Japan's new prime minister is leaning toward putting greenhouse gas emission limits on his nation. This week he will tell the U.N. he wants a 25% reduction in emissions by 2020. The out-going Japanese regime had been less interested in taking action. There's no such move likely from the U.S. And that inaction almost insures there'll be no effective pressure on India or China to curtail their emissions either. European nations are eager to see more direct action on global warming, even pushing for madatory international emission limits. One British leader pointed out the "ambition gap" between Europe and the U.S. A great stumbling block for American political leaders: there seem little chance there'll be any action on energy and global warming in the U.S. Senate before the Copenhagen climate summit in December. A conference this week at the U.N. will produce only talk. STANDARD BOILER PLATE This verbiage will now be attached to any blog I do about global warming.
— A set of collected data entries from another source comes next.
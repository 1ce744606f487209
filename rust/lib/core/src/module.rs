use axum::Router;

/// A business module that contributes HTTP routes.
///
/// Each module (auth, cmms, purchasing, ...) implements this trait to
/// register its endpoints. The server collects all modules and nests
/// their routes under `/{name}`.
pub trait Module: Send + Sync {
    /// Module name, used for logging and route prefixes.
    fn name(&self) -> &str;

    /// Return the module's routes, to be nested under `/{name}`.
    fn routes(&self) -> Router;

    /// Permission strings this module checks, for the permission catalog.
    fn permissions(&self) -> Vec<&'static str> {
        Vec::new()
    }
}
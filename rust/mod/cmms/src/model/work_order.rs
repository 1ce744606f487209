use serde::{Deserialize, Serialize};

use docflow::{doc_state, Lifecycle, Rule};
use fabrica_core::ServiceError;

doc_state! {
    /// Lifecycle state of a work order.
    ///
    /// ```text
    /// PENDING → IN_PROGRESS ⇄ ON_HOLD
    ///           IN_PROGRESS → COMPLETED
    /// PENDING, ON_HOLD → CANCELLED
    /// ```
    pub enum WorkOrderStatus {
        Pending = "PENDING",
        InProgress = "IN_PROGRESS",
        OnHold = "ON_HOLD",
        Completed = "COMPLETED",
        Cancelled = "CANCELLED",
    }
    terminal = [Completed, Cancelled];
}

#[derive(Debug, Clone, Copy, Default, PartialEq, Eq, Serialize, Deserialize)]
#[serde(rename_all = "SCREAMING_SNAKE_CASE")]
pub enum Priority {
    Low,
    #[default]
    Medium,
    High,
    Urgent,
}

/// A maintenance job on one machine.
#[derive(Debug, Clone, Serialize, Deserialize)]
#[serde(rename_all = "camelCase")]
pub struct WorkOrderData {
    pub machine_id: String,
    pub title: String,
    #[serde(default)]
    pub description: String,
    #[serde(default)]
    pub priority: Priority,
    /// Work may only start under an ACTIVE permit to work.
    #[serde(default)]
    pub requires_permit: bool,
    #[serde(default, skip_serializing_if = "Option::is_none")]
    pub permit_id: Option<String>,
    #[serde(default, skip_serializing_if = "Option::is_none")]
    pub assigned_to: Option<String>,
    #[serde(default, skip_serializing_if = "Option::is_none")]
    pub hold_reason: Option<String>,
    #[serde(default, skip_serializing_if = "Option::is_none")]
    pub completion_notes: Option<String>,
    #[serde(default)]
    pub labor_hours: f64,
}

pub struct WorkOrder;

impl Lifecycle for WorkOrder {
    type State = WorkOrderStatus;
    type Data = WorkOrderData;

    const KIND: &'static str = "cmms.work_order";
    const NUMBER_PREFIX: &'static str = "WO";
    const CREATE_PERMISSION: &'static str = "cmms:work_order:create";
    const READ_PERMISSION: &'static str = "cmms:work_order:read";
    const UPDATE_PERMISSION: &'static str = "cmms:work_order:update";
    const INITIAL: WorkOrderStatus = WorkOrderStatus::Pending;
    const EDITABLE: &'static [WorkOrderStatus] = &[WorkOrderStatus::Pending, WorkOrderStatus::OnHold];
    const RULES: &'static [Rule<WorkOrderStatus>] = &[
        Rule {
            action: "start",
            from: &[WorkOrderStatus::Pending, WorkOrderStatus::OnHold],
            to: &[WorkOrderStatus::InProgress],
            permission: "cmms:work_order:start",
        },
        Rule {
            action: "hold",
            from: &[WorkOrderStatus::InProgress],
            to: &[WorkOrderStatus::OnHold],
            permission: "cmms:work_order:hold",
        },
        Rule {
            action: "complete",
            from: &[WorkOrderStatus::InProgress],
            to: &[WorkOrderStatus::Completed],
            permission: "cmms:work_order:complete",
        },
        Rule {
            action: "cancel",
            from: &[WorkOrderStatus::Pending, WorkOrderStatus::OnHold],
            to: &[WorkOrderStatus::Cancelled],
            permission: "cmms:work_order:cancel",
        },
    ];

    fn on_update(stored: &WorkOrderData, patched: &mut WorkOrderData) {
        patched.hold_reason = stored.hold_reason.clone();
        patched.completion_notes = stored.completion_notes.clone();
    }

    fn prepare(data: &mut WorkOrderData) -> Result<(), ServiceError> {
        data.machine_id = data.machine_id.trim().to_string();
        data.title = data.title.trim().to_string();
        if data.machine_id.is_empty() {
            return Err(ServiceError::Validation("machineId is required".into()));
        }
        if data.title.is_empty() {
            return Err(ServiceError::Validation("title is required".into()));
        }
        if !data.labor_hours.is_finite() || data.labor_hours < 0.0 {
            return Err(ServiceError::Validation("laborHours must be >= 0".into()));
        }
        Ok(())
    }
}

/// Body for `@start`.
#[derive(Debug, Default, Deserialize)]
#[serde(rename_all = "camelCase")]
pub struct StartRequest {
    /// Link (or relink) the permit covering this job.
    #[serde(default)]
    pub permit_id: Option<String>,
    #[serde(default)]
    pub note: Option<String>,
}

/// Body for `@complete`.
#[derive(Debug, Deserialize)]
#[serde(rename_all = "camelCase")]
pub struct CompleteRequest {
    pub notes: String,
    #[serde(default)]
    pub labor_hours: Option<f64>,
}
//! First-start checks.
//!
//! The server refuses to start without a root password hash, a JWT secret
//! and a data directory.

use crate::config::ServerConfig;

/// Verify server configuration is ready for production use.
pub fn verify_config(config: &ServerConfig) -> anyhow::Result<()> {
    if config.root.password_hash.is_empty() {
        anyhow::bail!(
            "No root password hash found in configuration.\n\
             Set [root] password_hash to an argon2id PHC string."
        );
    }
    if config.jwt.secret.is_empty() {
        anyhow::bail!("JWT secret is empty in configuration.");
    }
    if config.storage.data_dir.is_empty() {
        anyhow::bail!("Storage data_dir is empty in configuration.");
    }
    if config.purchasing.high_value_threshold_cents < 0 {
        anyhow::bail!("purchasing.high_value_threshold_cents must not be negative.");
    }
    Ok(())
}
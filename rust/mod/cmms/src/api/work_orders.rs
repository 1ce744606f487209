use axum::extract::{Path, State};
use axum::routing::post;
use axum::{Json, Router};

use docflow::{document_routes, Doc, NoteRequest, ReasonRequest};
use fabrica_core::{Principal, ServiceError};

use crate::model::{CompleteRequest, StartRequest, WorkOrder, WorkOrderData};
use crate::service::CmmsService;

pub fn router() -> Router<CmmsService> {
    document_routes::<WorkOrder, CmmsService>("/work-orders")
        .route("/work-orders", post(create_work_order))
        .route("/work-orders/{id}/@start", post(start_work_order))
        .route("/work-orders/{id}/@hold", post(hold_work_order))
        .route("/work-orders/{id}/@complete", post(complete_work_order))
        .route("/work-orders/{id}/@cancel", post(cancel_work_order))
}

// ---------------------------------------------------------------------------
// POST /work-orders
// ---------------------------------------------------------------------------

async fn create_work_order(
    State(svc): State<CmmsService>,
    principal: Principal,
    Json(data): Json<WorkOrderData>,
) -> Result<Json<Doc<WorkOrder>>, ServiceError> {
    Ok(Json(svc.create_work_order(&principal, data)?))
}

// ---------------------------------------------------------------------------
// POST /work-orders/:id/@start
// ---------------------------------------------------------------------------

async fn start_work_order(
    State(svc): State<CmmsService>,
    principal: Principal,
    Path(id): Path<String>,
    Json(req): Json<StartRequest>,
) -> Result<Json<Doc<WorkOrder>>, ServiceError> {
    let wo = svc.start_work_order(&principal, &id, req.permit_id, req.note.as_deref())?;
    Ok(Json(wo))
}

// ---------------------------------------------------------------------------
// POST /work-orders/:id/@hold
// ---------------------------------------------------------------------------

async fn hold_work_order(
    State(svc): State<CmmsService>,
    principal: Principal,
    Path(id): Path<String>,
    Json(req): Json<ReasonRequest>,
) -> Result<Json<Doc<WorkOrder>>, ServiceError> {
    let reason = req.required("hold")?;
    Ok(Json(svc.hold_work_order(&principal, &id, reason)?))
}

// ---------------------------------------------------------------------------
// POST /work-orders/:id/@complete
// ---------------------------------------------------------------------------

async fn complete_work_order(
    State(svc): State<CmmsService>,
    principal: Principal,
    Path(id): Path<String>,
    Json(req): Json<CompleteRequest>,
) -> Result<Json<Doc<WorkOrder>>, ServiceError> {
    let wo = svc.complete_work_order(&principal, &id, &req.notes, req.labor_hours)?;
    Ok(Json(wo))
}

// ---------------------------------------------------------------------------
// POST /work-orders/:id/@cancel
// ---------------------------------------------------------------------------

async fn cancel_work_order(
    State(svc): State<CmmsService>,
    principal: Principal,
    Path(id): Path<String>,
    Json(req): Json<NoteRequest>,
) -> Result<Json<Doc<WorkOrder>>, ServiceError> {
    Ok(Json(svc.cancel_work_order(&principal, &id, req.note.as_deref())?))
}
It’s amazing to me that somebody who can apparently read and then post comments still wonders in public why global warming matters on a technology web site. But I am naive, always assuming everybody’s paying attention. It’s because of money. If global warming has enough acceptance among corporations, the public and even pols, there will be more money spent on green tech, wisely or unwisely. If oil prices stay low and most people don’t care a fig about global warming, green tech will have a difficult time succeeding, regardless of its merits. Not every good idea succeeds. VCs usually invest where they think there’s best chance for a good return. In greentech as in any tech the winners will often be determined by luck, brilliance, timing, happenstance and even marketing. Behind it all will be the money and behind that: whether the evidence for global warming and curtailing pollution drive action or is written off as claptrap.